_ACTION ITEM_. Please say how many lines in the records below contain the word "partition", giving the number alone.

-----

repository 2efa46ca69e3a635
extern crate nalgebra as na;

use na::DMatrix;
use crate::image::Image;
use crate::{Float, GradientDirection};
use self::{kernel::Kernel,sobel_kernel::SobelKernel};

pub mod kernel;
pub mod sobel_kernel;

#[derive(Debug,Copy,Clone,PartialEq)]
pub enum Extremum {
    Min,
    Max
}

/// Correlates every row (HORIZINTAL) or column (VERTICAL) with the kernel. Samples outside the image replicate the border.
pub fn filter_1d_convolution(source: &Image, filter_direction: GradientDirection, filter_kernel: &dyn Kernel) -> Image {
    let kernel = filter_kernel.kernel();
    let step = filter_kernel.step();
    let kernel_radius_signed = filter_kernel.radius() as isize;

    let buffer = &source.buffer;
    let width = buffer.ncols();
    let height = buffer.nrows();
    let mut target = Image::zeros(width, height, source.original_encoding);

    for y in 0..height {
        for x in 0..width {
            let mut acc = 0.0;
            for kenel_idx in (-kernel_radius_signed..kernel_radius_signed+1).step_by(step) {
                let sample_value = match filter_direction {
                    GradientDirection::HORIZINTAL => {
                        let sample_idx = clamp_index((x as isize)+kenel_idx, width);
                        buffer[(y,sample_idx)]
                    },
                    GradientDirection::VERTICAL => {
                        let sample_idx = clamp_index((y as isize)+kenel_idx, height);
                        buffer[(sample_idx,x)]
                    }
                };

                let kenel_value = kernel[(0,(kenel_idx + kernel_radius_signed) as usize)];
                acc += sample_value*kenel_value;
            }

            target.buffer[(y,x)] = acc/filter_kernel.normalizing_constant();
        }
    }

    target
}

/// Unnormalized Sobel derivatives (dx, dy) for the given aperture size.
pub fn sobel_gradients(source: &Image, aperture_size: usize) -> (DMatrix<Float>, DMatrix<Float>) {
    let derivative = SobelKernel::derivative(aperture_size);
    let smoothing = SobelKernel::smoothing(aperture_size);

    let dx_hor = filter_1d_convolution(source, GradientDirection::HORIZINTAL, &derivative);
    let dx = filter_1d_convolution(&dx_hor, GradientDirection::VERTICAL, &smoothing);

    let dy_vert = filter_1d_convolution(source, GradientDirection::VERTICAL, &derivative);
    let dy = filter_1d_convolution(&dy_vert, GradientDirection::HORIZINTAL, &smoothing);

    (dx.buffer, dy.buffer)
}

/// Minimum (erosion) or maximum (dilation) over the (2*radius+1) square window around every pixel. Borders are replicated.
pub fn extremum_filter(source: &DMatrix<Float>, radius: usize, extremum: Extremum) -> DMatrix<Float> {
    let (height, width) = source.shape();
    if radius == 0 || width == 0 || height == 0 {
        return source.clone();
    }
    let radius_signed = radius as isize;
    let pick = |a: Float, b: Float| match extremum {
        Extremum::Min => a.min(b),
        Extremum::Max => a.max(b)
    };

    let mut horizontal = DMatrix::<Float>::zeros(height, width);
    for y in 0..height {
        for x in 0..width {
            let mut acc = source[(y,x)];
            for offset in -radius_signed..=radius_signed {
                acc = pick(acc, source[(y,clamp_index(x as isize + offset, width))]);
            }
            horizontal[(y,x)] = acc;
        }
    }

    let mut target = DMatrix::<Float>::zeros(height, width);
    for y in 0..height {
        for x in 0..width {
            let mut acc = horizontal[(y,x)];
            for offset in -radius_signed..=radius_signed {
                acc = pick(acc, horizontal[(clamp_index(y as isize + offset, height),x)]);
            }
            target[(y,x)] = acc;
        }
    }

    target
}

fn clamp_index(idx: isize, len: usize) -> usize {
    match idx {
        i if i < 0 => 0,
        i if i >= len as isize => len - 1,
        i => i as usize
    }
}

#[cfg(test)]
mod tests {
    use super::*;
    use crate::image::image_encoding::ImageEncoding;

    fn ramp(width: usize, height: usize) -> Image {
        let matrix = DMatrix::<Float>::from_fn(height, width, |_, c| 10.0 * c as Float);
        Image::from_matrix(&matrix, ImageEncoding::F64, false)
    }

    #[test]
    fn sobel_on_horizontal_ramp() {
        let (dx, dy) = sobel_gradients(&ramp(5, 4), 3);
        // interior: (1+2+1) * (10 - (-10))
        assert_eq!(dx[(1,2)], 80.0);
        // replicated border halves the central difference
        assert_eq!(dx[(1,0)], 40.0);
        assert!(dy.iter().all(|&v| v == 0.0));
    }

    #[test]
    fn extremum_filter_replicates_border() {
        let m = DMatrix::<Float>::from_row_slice(1, 4, &[3.0, 1.0, 4.0, 1.5]);
        let lo = extremum_filter(&m, 1, Extremum::Min);
        let hi = extremum_filter(&m, 1, Extremum::Max);
        assert_eq!(lo.as_slice(), &[1.0, 1.0, 1.0, 1.5]);
        assert_eq!(hi.as_slice(), &[3.0, 4.0, 4.0, 4.0]);
    }
}
extern crate nalgebra as na;

use na::DMatrix;
use crate::Float;

pub trait Kernel {
    // Filter as a single row
    fn kernel(&self) -> &DMatrix<Float>;
    // Size at which the filter is traversed
    fn step(&self) -> usize;
    // Width of the kernel save the center element, halved
    fn radius(&self) -> usize {
        (self.kernel().ncols()-1)/2
    }

    fn normalizing_constant(&self) -> Float;
}
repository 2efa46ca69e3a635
pub mod geometry;
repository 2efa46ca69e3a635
use crate::Float;
use crate::descriptor::hog_descriptor::HogDescriptor;
use crate::features::geometry::rect::Rect;

/// Divides a bounding rectangle into num_rows x num_cols cell rectangles of nearly equal size.
///
/// Cell edges are tracked as exact fractional coordinates and only rounded down at the last moment, so the
/// rounding error of one cell is carried into the next one. The last row and column always end on the bounding
/// rectangle, so the cells tile it without gaps or overlaps and differ in size by at most one pixel.
#[derive(Debug,Clone,PartialEq,Default)]
pub struct HogCellRectangles {
    num_rows: usize,
    num_cols: usize,
    image_rect: Rect,
    cell_rects: Vec<Rect>
}

impl HogCellRectangles {

    pub fn new(num_rows: usize, num_cols: usize, image_rect: Rect) -> HogCellRectangles {
        let cell_rects = partition(num_rows, num_cols, &image_rect);
        HogCellRectangles{num_rows, num_cols, image_rect, cell_rects}
    }

    pub fn for_descriptor(hog_descriptor: &HogDescriptor, image_rect: Rect) -> HogCellRectangles {
        HogCellRectangles::new(hog_descriptor.num_rows(), hog_descriptor.num_cols(), image_rect)
    }

    pub fn for_image_size(hog_descriptor: &HogDescriptor, width: usize, height: usize) -> HogCellRectangles {
        HogCellRectangles::for_descriptor(hog_descriptor, Rect::from_size(width, height))
    }

    pub fn num_rows(&self) -> usize { self.num_rows }
    pub fn num_cols(&self) -> usize { self.num_cols }
    pub fn num_cells(&self) -> usize { self.num_rows*self.num_cols }

    pub fn image_rect(&self) -> &Rect { &self.image_rect }
    pub fn image_width(&self) -> usize { self.image_rect.width }
    pub fn image_height(&self) -> usize { self.image_rect.height }

    pub fn rect(&self, row: usize, col: usize) -> &Rect {
        assert!(row < self.num_rows && col < self.num_cols, "cell rectangle ({},{}) out of range for a {}x{} grid", row, col, self.num_rows, self.num_cols);
        &self.cell_rects[row*self.num_cols + col]
    }

    /// All rectangles in row-major order.
    pub fn iter(&self) -> std::slice::Iter<'_, Rect> {
        self.cell_rects.iter()
    }
}

fn partition(num_rows: usize, num_cols: usize, image_rect: &Rect) -> Vec<Rect> {
    let mut cell_rects = Vec::<Rect>::with_capacity(num_rows*num_cols);
    if num_rows == 0 || num_cols == 0 {
        return cell_rects;
    }

    let heights = diffused_lengths(image_rect.height, num_rows);
    let widths = diffused_lengths(image_rect.width, num_cols);

    let mut y0 = 0;
    for &cell_height in &heights {
        let mut x0 = 0;
        for &cell_width in &widths {
            cell_rects.push(Rect::new(x0 + image_rect.x, y0 + image_rect.y, cell_width, cell_height));
            x0 += cell_width;
        }
        y0 += cell_height;
    }

    cell_rects
}

/// Splits total into count integer lengths by error diffusion along one axis.
fn diffused_lengths(total: usize, count: usize) -> Vec<usize> {
    let cell_length = total as Float / count as Float;
    let mut lengths = Vec::<usize>::with_capacity(count);
    let mut edge = cell_length;
    let mut start = 0;

    for i in 0..count {
        let length = match i < count - 1 {
            true => ((edge - start as Float) as usize).min(total - start),
            false => total - start
        };
        lengths.push(length);
        start += length;
        edge += cell_length;
    }

    lengths
}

-----

_RESPONSE AREA_. 2